YouTube viewers world-wide are now watching more than 1 billion hours of videos a day, threatening to eclipse U.S. television viewership, a milestone fueled by the Google unit’s aggressive embrace of artificial intelligence to recommend videos.
YouTube surpassed the figure, which is far larger than previously reported, late last year. It represents a 10-fold increase since 2012, YouTube said, when it started building algorithms that tap user data to give each user personalized video lineups designed to keep them watching longer.
Feeding those recommendations is an unmatched collection of content: 400 hours of video are uploaded to YouTube each minute, or 65 years of video a day.
“The corpus of content continues to get richer and richer by the minute, and machine-learning algorithms do a better and better job of surfacing the content that an individual user likes,” YouTube Chief Product Officer Neal Mohan said.
YouTube’s billion-hour mark underscores the wide lead of the 12-year-old platform in online video—threatening traditional television, which lacks similarly sophisticated tools.
Facebook Inc. and Netflix Inc. said in January 2016 that users watch 100 million hours and 116 million hours, respectively, of video daily on their platforms. Nielsen data suggest Americans watch on average roughly 1.25 billion hours of live and recorded TV a day, a figure steadily dropping in recent years.
Despite its size, it is unclear if YouTube is making money. Google parent Alphabet Inc. doesn’t disclose YouTube’s performance, but people familiar with its financials said it took in about $4 billion in revenue in 2014 and roughly broke even.
YouTube makes most of its money on running ads before videos but it also spends big on technology and rights to content, including deals with TV networks for a planned web-TV service. When asked about profits last year, YouTube Chief Executive Susan Wojcicki said, “Growth is the priority.”
YouTube’s success using tailor-made video lineups illustrates how technology companies can reshape media consumption into narrow categories of interests, a trend some observers find worrying.
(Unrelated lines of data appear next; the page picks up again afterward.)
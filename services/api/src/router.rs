//! Axum Router Configuration
//!
//! This module defines the complete HTTP routing for the application,
//! including the REST API and OpenAPI documentation.

use crate::{
    handlers,
    models::{
        CheckView, ComponentStatusView, ComponentView, ErrorResponse, FailureView, ObjectiveView,
        ResultResponse, StatusResponse, SubmitPayload, SubmittedResponse, UsageResponse,
    },
    state::AppState,
};

use axum::{
    Router,
    routing::get,
};
use std::sync::Arc;
use utoipa::OpenApi;
use utoipa_swagger_ui::SwaggerUi;

#[derive(OpenApi)]
#[openapi(
    paths(
        handlers::submit_objective,
        handlers::list_objectives,
        handlers::get_status,
        handlers::get_result,
        handlers::get_usage,
    ),
    components(
        schemas(
            SubmitPayload,
            SubmittedResponse,
            StatusResponse,
            ComponentStatusView,
            FailureView,
            ResultResponse,
            ObjectiveView,
            ComponentView,
            CheckView,
            UsageResponse,
            ErrorResponse
        )
    ),
    tags(
        (name = "Mentor API", description = "Structured learning-content generation")
    )
)]
pub struct ApiDoc;

/// Creates the main Axum router for the application.
pub fn create_router(app_state: Arc<AppState>) -> Router {
    // Group all routes that require AppState into their own router.
    let api_router = Router::new()
        .route(
            "/objectives",
            get(handlers::list_objectives).post(handlers::submit_objective),
        )
        .route("/objectives/{id}", get(handlers::get_result))
        .route("/objectives/{id}/status", get(handlers::get_status))
        .route("/usage", get(handlers::get_usage))
        .with_state(app_state);

    // Merge the stateful routes with the stateless Swagger UI.
    Router::new()
        .merge(SwaggerUi::new("/swagger-ui").url("/api-docs/openapi.json", ApiDoc::openapi()))
        .merge(api_router)
}
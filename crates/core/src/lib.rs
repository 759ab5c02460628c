//! Mentor Core
//!
//! The content-generation pipeline: planning a topic into typed component
//! specifications, generating each component through a completion provider,
//! validating the results, and aggregating them into a finished learning
//! objective under retry, budget, and concurrency constraints.

pub mod budget;
pub mod completion;
pub mod coordinator;
pub mod error;
pub mod planner;
pub mod store;
pub mod types;
pub mod validator;
pub mod worker;

pub use budget::{BudgetConfig, BudgetGuard, Pricing, Stage, UsageRecord, UsageSummary};
pub use completion::{Completion, CompletionClient, CompletionRequest, OpenAiCompletionClient};
pub use coordinator::{CoordinatorError, GenerationConfig, GenerationCoordinator, StatusReport};
pub use error::{BudgetDenial, CompletionError, GenerationError, PlanningError, StoreError};
pub use store::{MemoryGateway, ObjectiveRecord, PersistenceGateway};
pub use types::{
    Component, ComponentKind, ComponentSpec, ComprehensionCheck, Failure, FailureKind,
    LearningObjective, ObjectiveResult, ObjectiveStatus, Plan, ReadinessPolicy, ValidationStatus,
};
pub use validator::{QualityValidator, Verdict};
pub use worker::{ComponentGenerator, Draft};
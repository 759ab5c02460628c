//! Shared Application State
//!
//! This module defines the `AppState` struct, which holds all shared,
//! clonable resources: the generation coordinator, the budget guard, and the
//! loaded configuration.

use crate::config::Config;
use mentor_core::{BudgetGuard, GenerationCoordinator};
use std::sync::Arc;

/// The shared application state, created once at startup and passed to all
/// handlers.
#[derive(Clone)]
pub struct AppState {
    pub coordinator: Arc<GenerationCoordinator>,
    pub budget: Arc<BudgetGuard>,
    pub config: Arc<Config>,
}
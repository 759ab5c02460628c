//! Mentor API Library Crate
//!
//! This library contains the web-service layer over the generation pipeline:
//! configuration, application state, the Postgres persistence gateway, API
//! handlers, and routing. The `api` binary is a thin wrapper around it.

pub mod config;
pub mod db;
pub mod handlers;
pub mod models;
pub mod router;
pub mod state;
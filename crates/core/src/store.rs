//! Persistence gateway.
//!
//! The pipeline treats durable storage as a simple create/update contract
//! with last-write-wins semantics and per-row atomicity; it never relies on
//! multi-row transactions. [`MemoryGateway`] is the reference implementation
//! used by tests and by library consumers without a database.

use crate::error::StoreError;
use crate::types::{Component, LearningObjective, ValidationStatus};
use async_trait::async_trait;
use std::collections::HashMap;
use tokio::sync::RwLock;
use uuid::Uuid;

/// An objective with its stored components, ordered by ordinal.
#[derive(Debug, Clone)]
pub struct ObjectiveRecord {
    pub objective: LearningObjective,
    pub components: Vec<Component>,
}

/// Durable store for objectives, their plans, and their components.
#[cfg_attr(test, mockall::automock)]
#[async_trait]
pub trait PersistenceGateway: Send + Sync {
    /// Upsert the objective row, including its plan and failure details.
    async fn save_objective(&self, objective: &LearningObjective) -> Result<(), StoreError>;

    /// Upsert one component row (content included).
    async fn save_component(&self, component: &Component) -> Result<(), StoreError>;

    /// Update only the validation outcome of a component.
    async fn update_component_status(
        &self,
        component_id: Uuid,
        status: ValidationStatus,
        attempt_count: u32,
        last_error: Option<String>,
    ) -> Result<(), StoreError>;

    /// Load an objective with its components, or `None` if unknown.
    async fn load_objective(&self, id: Uuid) -> Result<Option<ObjectiveRecord>, StoreError>;

    /// All stored objectives, most recent first.
    async fn list_objectives(&self) -> Result<Vec<LearningObjective>, StoreError>;
}

#[derive(Default)]
struct MemoryState {
    objectives: HashMap<Uuid, LearningObjective>,
    components: HashMap<Uuid, Component>,
}

/// In-memory [`PersistenceGateway`].
#[derive(Default)]
pub struct MemoryGateway {
    state: RwLock<MemoryState>,
}

impl MemoryGateway {
    pub fn new() -> Self {
        Self::default()
    }
}

#[async_trait]
impl PersistenceGateway for MemoryGateway {
    async fn save_objective(&self, objective: &LearningObjective) -> Result<(), StoreError> {
        let mut state = self.state.write().await;
        state.objectives.insert(objective.id, objective.clone());
        Ok(())
    }

    async fn save_component(&self, component: &Component) -> Result<(), StoreError> {
        let mut state = self.state.write().await;
        state.components.insert(component.id, component.clone());
        Ok(())
    }

    async fn update_component_status(
        &self,
        component_id: Uuid,
        status: ValidationStatus,
        attempt_count: u32,
        last_error: Option<String>,
    ) -> Result<(), StoreError> {
        let mut state = self.state.write().await;
        let component = state
            .components
            .get_mut(&component_id)
            .ok_or(StoreError::ComponentNotFound(component_id))?;
        component.validation_status = status;
        component.attempt_count = attempt_count;
        component.last_error = last_error;
        Ok(())
    }

    async fn load_objective(&self, id: Uuid) -> Result<Option<ObjectiveRecord>, StoreError> {
        let state = self.state.read().await;
        let Some(objective) = state.objectives.get(&id) else {
            return Ok(None);
        };
        let mut components: Vec<Component> = state
            .components
            .values()
            .filter(|component| component.objective_id == id)
            .cloned()
            .collect();
        components.sort_by_key(|component| component.ordinal);
        Ok(Some(ObjectiveRecord { objective: objective.clone(), components }))
    }

    async fn list_objectives(&self) -> Result<Vec<LearningObjective>, StoreError> {
        let state = self.state.read().await;
        let mut objectives: Vec<LearningObjective> = state.objectives.values().cloned().collect();
        objectives.sort_by_key(|objective| std::cmp::Reverse(objective.created_at));
        Ok(objectives)
    }
}

#[cfg(test)]
mod tests {
    use super::*;
    use crate::types::{ComponentKind, ComponentSpec};

    fn spec(ordinal: u32) -> ComponentSpec {
        ComponentSpec {
            kind: ComponentKind::Fact,
            guidance: "guidance".to_string(),
            ordinal,
        }
    }

    #[tokio::test]
    async fn load_returns_components_in_ordinal_order() {
        let gateway = MemoryGateway::new();
        let objective = LearningObjective::new("The Water Cycle");
        gateway.save_objective(&objective).await.unwrap();
        for ordinal in [3, 1, 2] {
            gateway
                .save_component(&Component::pending(objective.id, &spec(ordinal)))
                .await
                .unwrap();
        }
        let record = gateway.load_objective(objective.id).await.unwrap().unwrap();
        let ordinals: Vec<u32> = record.components.iter().map(|c| c.ordinal).collect();
        assert_eq!(ordinals, vec![1, 2, 3]);
    }

    #[tokio::test]
    async fn save_objective_is_last_write_wins() {
        let gateway = MemoryGateway::new();
        let mut objective = LearningObjective::new("The Water Cycle");
        gateway.save_objective(&objective).await.unwrap();
        objective.title = "The Water Cycle".to_string();
        gateway.save_objective(&objective).await.unwrap();
        let record = gateway.load_objective(objective.id).await.unwrap().unwrap();
        assert_eq!(record.objective.title, "The Water Cycle");
    }

    #[tokio::test]
    async fn status_update_touches_only_validation_fields() {
        let gateway = MemoryGateway::new();
        let objective = LearningObjective::new("The Water Cycle");
        let mut component = Component::pending(objective.id, &spec(1));
        component.content = "Water evaporates from the oceans.".to_string();
        gateway.save_component(&component).await.unwrap();

        gateway
            .update_component_status(
                component.id,
                ValidationStatus::Approved,
                2,
                None,
            )
            .await
            .unwrap();

        gateway.save_objective(&objective).await.unwrap();
        let record = gateway.load_objective(objective.id).await.unwrap().unwrap();
        let stored = &record.components[0];
        assert_eq!(stored.validation_status, ValidationStatus::Approved);
        assert_eq!(stored.attempt_count, 2);
        assert_eq!(stored.content, "Water evaporates from the oceans.");
    }

    #[tokio::test]
    async fn unknown_ids_are_none_or_not_found() {
        let gateway = MemoryGateway::new();
        assert!(gateway.load_objective(Uuid::new_v4()).await.unwrap().is_none());
        let err = gateway
            .update_component_status(Uuid::new_v4(), ValidationStatus::Approved, 1, None)
            .await
            .unwrap_err();
        assert!(matches!(err, StoreError::ComponentNotFound(_)));
    }
}
pub mod weights;

pub use weights::renormalize;

use std::collections::{HashMap, HashSet};

use async_trait::async_trait;
use futures::future::join_all;
use tracing::{debug, warn};

use forecast_core::{
    Direction, ForecastResult, Forecaster, ModelRegistry, PipelineError, PipelineResult,
};

struct Member {
    name: String,
    weight: f64,
    /// None when the model failed to construct; the slot keeps its name so
    /// weight bookkeeping still covers the full configuration.
    model: Option<Box<dyn Forecaster>>,
}

/// Weighted ensemble over several forecasters.
///
/// `predict` fans out one call per usable model concurrently, drops the
/// failures, and weight-averages the survivors per index (predictions and
/// both confidence bands), with weights renormalized over the surviving
/// subset. The reported model identifier lists every contributor.
pub struct EnsembleForecaster {
    members: Vec<Member>,
}

impl EnsembleForecaster {
    /// Equal-weighted ensemble over the given models.
    pub fn new(models: Vec<Box<dyn Forecaster>>) -> PipelineResult<Self> {
        if models.is_empty() {
            return Err(PipelineError::NoModelsAvailable);
        }
        let weight = 1.0 / models.len() as f64;
        Ok(Self {
            members: models
                .into_iter()
                .map(|model| Member {
                    name: model.name().to_string(),
                    weight,
                    model: Some(model),
                })
                .collect(),
        })
    }

    /// Build from registry entries with configured weights. A model that
    /// fails to construct is zeroed out and its weight redistributed across
    /// the rest; if every model fails, equal weighting is restored.
    pub fn from_registry(
        registry: &ModelRegistry,
        weighted: &[(String, f64)],
    ) -> PipelineResult<Self> {
        if weighted.is_empty() {
            return Err(PipelineError::NoModelsAvailable);
        }

        let mut configured: HashMap<String, f64> = HashMap::new();
        let mut failed: HashSet<String> = HashSet::new();
        let mut models: HashMap<String, Box<dyn Forecaster>> = HashMap::new();

        for (name, weight) in weighted {
            if *weight < 0.0 {
                return Err(PipelineError::InvalidWeights(format!(
                    "negative weight {} for {}",
                    weight, name
                )));
            }
            configured.insert(name.clone(), *weight);
            match registry.create(name) {
                Ok(model) => {
                    models.insert(name.clone(), model);
                }
                Err(e) => {
                    warn!("ensemble member {} unavailable: {}", name, e);
                    failed.insert(name.clone());
                }
            }
        }

        let normalized = renormalize(&configured, &failed);
        let members = weighted
            .iter()
            .map(|(name, _)| Member {
                name: name.clone(),
                weight: normalized.get(name).copied().unwrap_or(0.0),
                model: models.remove(name),
            })
            .collect();
        Ok(Self { members })
    }

    /// Replace the weight configuration. Rejects unknown model names,
    /// negative weights, and non-positive totals; names absent from the
    /// map are set to 0.
    pub fn update_weights(&mut self, weights: &HashMap<String, f64>) -> PipelineResult<()> {
        for (name, weight) in weights {
            if !self.members.iter().any(|m| m.name == *name) {
                return Err(PipelineError::UnknownModel(name.clone()));
            }
            if *weight < 0.0 {
                return Err(PipelineError::InvalidWeights(format!(
                    "negative weight {} for {}",
                    weight, name
                )));
            }
        }
        let total: f64 = weights.values().sum();
        if total <= 0.0 {
            return Err(PipelineError::InvalidWeights(format!(
                "weights sum to {}",
                total
            )));
        }

        for member in &mut self.members {
            member.weight = weights.get(&member.name).copied().unwrap_or(0.0) / total;
        }
        Ok(())
    }

    /// Current weight per configured member.
    pub fn weights(&self) -> HashMap<String, f64> {
        self.members
            .iter()
            .map(|m| (m.name.clone(), m.weight))
            .collect()
    }
}

#[async_trait]
impl Forecaster for EnsembleForecaster {
    fn name(&self) -> &str {
        "ensemble"
    }

    async fn predict(&self, prices: &[f64], horizon: usize) -> PipelineResult<ForecastResult> {
        if horizon == 0 {
            return Err(PipelineError::InvalidForecast(
                "horizon must be positive".to_string(),
            ));
        }

        let active: Vec<(&str, f64, &dyn Forecaster)> = self
            .members
            .iter()
            .filter(|m| m.weight > 0.0)
            .filter_map(|m| m.model.as_deref().map(|model| (m.name.as_str(), m.weight, model)))
            .collect();
        if active.is_empty() {
            return Err(PipelineError::AllModelsFailed);
        }

        let calls = active.iter().map(|(name, weight, model)| async move {
            (*name, *weight, model.predict(prices, horizon).await)
        });
        let results = join_all(calls).await;

        let mut surviving: Vec<(&str, f64, ForecastResult)> = Vec::new();
        for (name, weight, result) in results {
            match result {
                Ok(forecast)
                    if forecast.predictions.len() == horizon
                        && forecast.confidence_low.len() == horizon
                        && forecast.confidence_high.len() == horizon =>
                {
                    surviving.push((name, weight, forecast));
                }
                Ok(forecast) => warn!(
                    "ensemble member {} returned {} predictions for horizon {}, dropping",
                    name,
                    forecast.predictions.len(),
                    horizon
                ),
                Err(e) => warn!("ensemble member {} failed: {}", name, e),
            }
        }
        if surviving.is_empty() {
            return Err(PipelineError::AllModelsFailed);
        }

        // Renormalize over just the survivors.
        let total: f64 = surviving.iter().map(|(_, weight, _)| weight).sum();
        let mut predictions = vec![0.0; horizon];
        let mut confidence_low = vec![0.0; horizon];
        let mut confidence_high = vec![0.0; horizon];
        let mut confidence_pct = 0.0;
        for (_, weight, forecast) in &surviving {
            let w = weight / total;
            for i in 0..horizon {
                predictions[i] += w * forecast.predictions[i];
                confidence_low[i] += w * forecast.confidence_low[i];
                confidence_high[i] += w * forecast.confidence_high[i];
            }
            confidence_pct += w * forecast.confidence_pct;
        }

        let direction = match prices.last() {
            Some(&last) => Direction::classify(last, predictions[horizon - 1]),
            None => Direction::Neutral,
        };
        let contributors: Vec<&str> = surviving.iter().map(|(name, _, _)| *name).collect();
        let model = format!("ensemble({})", contributors.join("+"));
        debug!(
            "{} combined {} of {} members",
            model,
            surviving.len(),
            active.len()
        );

        ForecastResult::try_new(
            model,
            predictions,
            confidence_low,
            confidence_high,
            direction,
            confidence_pct.clamp(0.0, 100.0),
        )
    }
}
“If I only watch heavy-metal videos, of course it’s serving me more of those. But then I’m missing out on the diversity of culture that exists,” said Christo Wilson, a Northeastern University computer-science professor who studies the impact of algorithms. “The blessing and curse of cable and broadcast TV is it was a shared experience.…But that goes away if we each have personalized ecosystems.”
YouTube benefits from the enormous reach of Google, which handles about 93% of internet searches, according to market researcher StatCounter. Google embeds YouTube videos in search results and pre-installs the YouTube app on its Android software, which runs 88% of smartphones, according to Strategy Analytics.
That has helped drive new users to its platform. About 2 billion unique users now watch a YouTube video every 90 days, according to a former manager. In 2013, the last time YouTube disclosed its user base, it said it surpassed 1 billion monthly users. YouTube is now likely larger than the world’s biggest TV network, China Central Television, which has more than 1.2 billion viewers.
YouTube long configured video recommendations to boost total views, but that approach rewarded videos with misleading titles or preview images. To increase user engagement and retention, the company in early 2012 changed its algorithms to boost watch time instead. Immediately, clicks dropped nearly 20% partly because users stuck with videos longer. Some executives and video creators objected.
Months later, YouTube executives unveiled a goal of 1 billion hours of watch time daily by the end of 2016. At the time, optimistic forecasts projected it would reach 400 million hours by then.
YouTube retooled its algorithms using a field of artificial intelligence called machine learning to parse massive databases of user history to improve video recommendations.
‘If I only watch heavy-metal videos, of course it’s serving me more of those. But then I’m missing out on the diversity of culture that exists.’
Previously, the algorithms recommended content largely based on what other users clicked after watching a particular video, the former manager said. Now their “understanding of what is in a video [and] what a person or group of people would like to watch has grown dramatically,” he said.
Engineers tested each change on a control group, and only kept the change if those users spent more time on YouTube.
One strategy was to find new areas of user interest. For instance, YouTube could suggest a soccer video to users watching a lot of football, and then flood the lineup with more soccer if the first clip was a hit. “Once you realize there’s an additional preference, exploit that,” the former manager said.
But the algorithm didn’t always deliver. For instance, when Ms. Wojcicki joined as CEO in 2014, YouTube recommended videos to her about eczema because she had recently watched a clip about skin rashes after suspecting one of her children had one, said Cristos Goodrow, YouTube’s video-recommendation chief.
That made the video-recommendation team realize there were certain “single-use videos” to ignore as signals of user interest. But to mark them, they had to think of each example, such as certain health and how-to videos.
Then last year YouTube partnered with Google Brain, which develops advanced machine-learning software called deep neural networks, which have led to dramatic improvements in other fields, such as language translation. The Google Brain system was able to identify single-use video categories on its own.